Citation: J. Lindley in Mitch., Three Exped. E. Aust. 2:20 (1838).

Derivation: salicina-derived from the plant name Salix (L.)—willow.

Synonymy: A. varians Benth. in Mitch., J. Exped. Int. Trop. Aust. 132 (1848). A. salicina Lindley var. varians (Benth.)Benth., Fl. Aust. 2:367 (1864); Racosperma salicinum (Lindl.)Pedley, Austrobaileya 2:355 (1987).

Common name: Broughton willow, native willow

Tall shrubs or small trees 3-6 m high with distinctive long drooping branchlets and pendulous blue-green phyllodes; branchlets slightly angular with a smooth grey bark; bark at the base hard, rough, grey-brown and fissured, often found in groves due to suckering habit.

Phyllodes broad-linear or narrow-oblanceolate, obtuse or slightly acuminate, 4-12 cm long, 4-20 mm broad, flat more or less flaccid, pendulous, 1 central vein, lateral veins numerous obscure; glands small 1 at the apexand usually 1-3 scattered along the upper margin.

Inflorescences axillary and solitary or mostly in racemes which are usually shorter than phyllodes consisting of 2-6 rather distant heads, sometimes appearing paniculate towards the ends of the branchlets; flower-heads globular, pale yellow, 15-25-flowered; flowers 5-merous.

Legumes narrowly oblong, 4-12 cm long c. 10 mm broad, flat or somewhat biconvex, thick woody; margins almost straight. Seeds longitudinal in legume; funicle thickened, usually scarlet, with 3-4 folds beneath the seed.

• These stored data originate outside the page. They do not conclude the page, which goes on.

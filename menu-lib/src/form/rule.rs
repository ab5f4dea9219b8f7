//! Single validation rules.

use std::fmt;
use std::sync::Arc;

type Predicate = Arc<dyn Fn(&str) -> bool + Send + Sync>;

/// A named predicate with the message shown when it fails.
#[derive(Clone)]
pub struct Rule {
    name: String,
    predicate: Predicate,
    message: String,
}

impl Rule {
    /// Creates a custom rule. `predicate` returns `true` when the value passes.
    pub fn new<F>(name: impl Into<String>, predicate: F, message: impl Into<String>) -> Self
    where
        F: Fn(&str) -> bool + Send + Sync + 'static,
    {
        Self {
            name: name.into(),
            predicate: Arc::new(predicate),
            message: message.into(),
        }
    }

    /// Require a non-empty value. Whitespace counts as a value; length and
    /// pattern rules judge it.
    pub fn required(message: impl Into<String>) -> Self {
        Self::new("required", |v| !v.is_empty(), message)
    }

    /// Require at least `min` characters. Empty values pass; pair with
    /// [`Rule::required`] to reject them.
    pub fn min_length(min: usize, message: impl Into<String>) -> Self {
        Self::new(
            "minlength",
            move |v| v.is_empty() || v.chars().count() >= min,
            message,
        )
    }

    /// Require at most `max` characters.
    pub fn max_length(max: usize, message: impl Into<String>) -> Self {
        Self::new("maxlength", move |v| v.chars().count() <= max, message)
    }

    /// Require the value to match a regex pattern.
    pub fn pattern(pattern: &str, message: impl Into<String>) -> Result<Self, regex::Error> {
        let re = regex::Regex::new(pattern)?;
        Ok(Self::new("pattern", move |v| v.is_empty() || re.is_match(v), message))
    }

    /// Require a valid email address. Empty values pass.
    pub fn email(message: impl Into<String>) -> Self {
        Self::new(
            "email",
            |v| v.is_empty() || email_address::EmailAddress::is_valid(v),
            message,
        )
    }

    /// Machine name of the rule (`required`, `minlength`, ...).
    pub fn name(&self) -> &str {
        &self.name
    }

    /// Message shown when the rule fails.
    pub fn message(&self) -> &str {
        &self.message
    }

    /// Returns `true` if `value` passes this rule.
    pub fn check(&self, value: &str) -> bool {
        (self.predicate)(value)
    }
}

impl fmt::Debug for Rule {
    fn fmt(&self, f: &mut fmt::Formatter<'_>) -> fmt::Result {
        f.debug_struct("Rule")
            .field("name", &self.name)
            .field("message", &self.message)
            .finish_non_exhaustive()
    }
}

#[cfg(test)]
mod tests {
    use super::*;

    #[test]
    fn test_required() {
        let rule = Rule::required("needed");
        assert!(!rule.check(""));
        assert!(rule.check("   "));
        assert!(rule.check("x"));
        assert_eq!(rule.name(), "required");
    }

    #[test]
    fn test_min_length_counts_chars() {
        let rule = Rule::min_length(2, "too short");
        assert!(!rule.check("a"));
        assert!(rule.check("ab"));
        assert!(rule.check("éé"));
        assert!(rule.check(""));
    }

    #[test]
    fn test_max_length() {
        let rule = Rule::max_length(3, "too long");
        assert!(rule.check("abc"));
        assert!(!rule.check("abcd"));
    }

    #[test]
    fn test_pattern() {
        let rule = Rule::pattern(r"^\d+$", "digits only").unwrap();
        assert!(rule.check("123"));
        assert!(!rule.check("12a"));
        assert!(Rule::pattern("(", "broken").is_err());
    }

    #[test]
    fn test_email() {
        let rule = Rule::email("bad email");
        assert!(rule.check("chef@example.com"));
        assert!(!rule.check("chef"));
        assert!(rule.check(""));
    }
}
//! Opaque item identifiers

use std::cmp::Ordering;
use std::fmt;
use std::hash::Hash;
use std::hash::Hasher;

use serde::Deserialize;
use serde::Deserializer;
use serde::Serialize;
use serde::Serializer;

/// An opaque identifier for a dish, promotion or leader.
///
/// The backend may hand out numeric ids. They compare and display by their
/// decimal string form, but are written back to the wire as numbers so a
/// stored record keeps the id type it was served with.
///
/// # Example
///
/// ```
/// use menu_lib::ItemId;
///
/// let id: ItemId = serde_json::from_str("3").unwrap();
/// assert_eq!(id, ItemId::from("3"));
/// assert_eq!(serde_json::to_string(&id).unwrap(), "3");
/// ```
#[derive(Debug, Clone)]
pub struct ItemId {
    value: String,
    repr: Repr,
}

/// How the id appeared on the wire.
#[derive(Debug, Clone, Copy, Default, PartialEq, Eq)]
enum Repr {
    #[default]
    Text,
    Number,
}

impl ItemId {
    /// Creates a new id.
    pub fn new(id: impl Into<String>) -> Self {
        Self {
            value: id.into(),
            repr: Repr::Text,
        }
    }

    /// Returns the id as a string slice.
    pub fn as_str(&self) -> &str {
        &self.value
    }

    /// Returns `true` if the backend served this id as a JSON number.
    pub fn is_numeric(&self) -> bool {
        self.repr == Repr::Number
    }

    fn number(n: impl ToString) -> Self {
        Self {
            value: n.to_string(),
            repr: Repr::Number,
        }
    }
}

impl PartialEq for ItemId {
    fn eq(&self, other: &Self) -> bool {
        self.value == other.value
    }
}

impl Eq for ItemId {}

impl Hash for ItemId {
    fn hash<H: Hasher>(&self, state: &mut H) {
        self.value.hash(state);
    }
}

impl PartialOrd for ItemId {
    fn partial_cmp(&self, other: &Self) -> Option<Ordering> {
        Some(self.cmp(other))
    }
}

impl Ord for ItemId {
    fn cmp(&self, other: &Self) -> Ordering {
        self.value.cmp(&other.value)
    }
}

impl fmt::Display for ItemId {
    fn fmt(&self, f: &mut fmt::Formatter<'_>) -> fmt::Result {
        f.pad(&self.value)
    }
}

impl From<&str> for ItemId {
    fn from(id: &str) -> Self {
        Self::new(id)
    }
}

impl From<String> for ItemId {
    fn from(id: String) -> Self {
        Self::new(id)
    }
}

impl From<&ItemId> for ItemId {
    fn from(id: &ItemId) -> Self {
        id.clone()
    }
}

impl AsRef<str> for ItemId {
    fn as_ref(&self) -> &str {
        &self.value
    }
}

impl Serialize for ItemId {
    fn serialize<S: Serializer>(&self, serializer: S) -> Result<S::Ok, S::Error> {
        if self.repr == Repr::Number {
            if let Ok(n) = self.value.parse::<u64>() {
                return serializer.serialize_u64(n);
            }
            if let Ok(n) = self.value.parse::<i64>() {
                return serializer.serialize_i64(n);
            }
        }
        serializer.serialize_str(&self.value)
    }
}

impl<'de> Deserialize<'de> for ItemId {
    fn deserialize<D: Deserializer<'de>>(deserializer: D) -> Result<Self, D::Error> {
        #[derive(Deserialize)]
        #[serde(untagged)]
        enum Raw {
            Text(String),
            Unsigned(u64),
            Signed(i64),
        }

        Ok(match Raw::deserialize(deserializer)? {
            Raw::Text(s) => Self::new(s),
            Raw::Unsigned(n) => Self::number(n),
            Raw::Signed(n) => Self::number(n),
        })
    }
}

#[cfg(test)]
mod tests {
    use super::*;

    #[test]
    fn test_deserialize_string_and_number() {
        let ids: Vec<ItemId> = serde_json::from_str(r#"["a", 0, 12, -1]"#).unwrap();
        assert_eq!(
            ids,
            vec![
                ItemId::from("a"),
                ItemId::from("0"),
                ItemId::from("12"),
                ItemId::from("-1"),
            ]
        );
        assert!(!ids[0].is_numeric());
        assert!(ids[1].is_numeric());
    }

    #[test]
    fn test_serializes_in_wire_form() {
        let ids: Vec<ItemId> = serde_json::from_str(r#"["7", 7, -3]"#).unwrap();
        assert_eq!(serde_json::to_string(&ids).unwrap(), r#"["7",7,-3]"#);
        assert_eq!(serde_json::to_string(&ItemId::from("7")).unwrap(), "\"7\"");
    }

    #[test]
    fn test_numeric_and_text_ids_are_equal() {
        let numeric: ItemId = serde_json::from_str("2").unwrap();
        let text = ItemId::from("2");
        assert_eq!(numeric, text);
        assert_eq!(numeric.cmp(&text), Ordering::Equal);
    }

    #[test]
    fn test_rejects_non_scalar() {
        assert!(serde_json::from_str::<ItemId>("{}").is_err());
    }
}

Distribution:  Gairdner-Torrens, Lake Eyre, Flinders Ranges, Eastern, Eyre Northern and Southern Lofty, and Murray regions. Generally associated with Eucalyptus camaldulensis in open woodland vegetation, or in tall open shrubland associated with other Acacia species along creek banks and flood plains. Soils, mainly grey cracking and self mulching clays, calcareous loamy, alkaline and neutral red duplex. Rainfall 125-500 mm Also N.T., Qld, N.S.W. and Vic.

S.Aust.: NW, LE, GT, FR, EA, EP, NL, MU, SL.

Flowering time: Irregular periods throughout the year.

SA Distribution Map based
on current data relating to
specimens held in the
State Herbarium of South Australia

Biology: No text

Related taxa: Acacia ligulata (sp. 45) is closely related, differing mainly in its habit being a bushy rounded dense shrub, its phyllodes thicker and more spreading and its smaller brittle legumes which are constricted between the seeds. Acacia ampliceps (W.Aust., N.T.) is also related.

Taxonomic notes: Two mistletoes have been recorded on A. salicina in South Australia, of these Amyema preissii, wire-leaved is the most common, with a few specimens of Lysiana exocarpi, harlequin mistletoe.

A. salicina has timber with dark wavy markings and has been described as a rival to blackwood (A. melanoxylon). However inadequate supply and small size limit any large scale use of this wood.

For the results of seven pre-sowing treatments on germination see Aveyard (1968).

Everist (1981) records stock poisoning by A. salicina believing the toxic substances to be tannins and saponins.

The burnt ash of Acacia is added to the powdered leaf of pitjuri (Duboisia) before chewing by Aborigines. One of the favourite species burnt for this purpose is A. salicina. The alkali of the ash liberates an alkaloid from the crushed pitjuri leaves in the presence of saliva, Basedow (1925).

Cultivation: A useful ornamental for shade and shelter planting in semi-arid or arid areas. The suckering habit can be useful for soil conservation; does best along creek and river flats. Fast growth rate.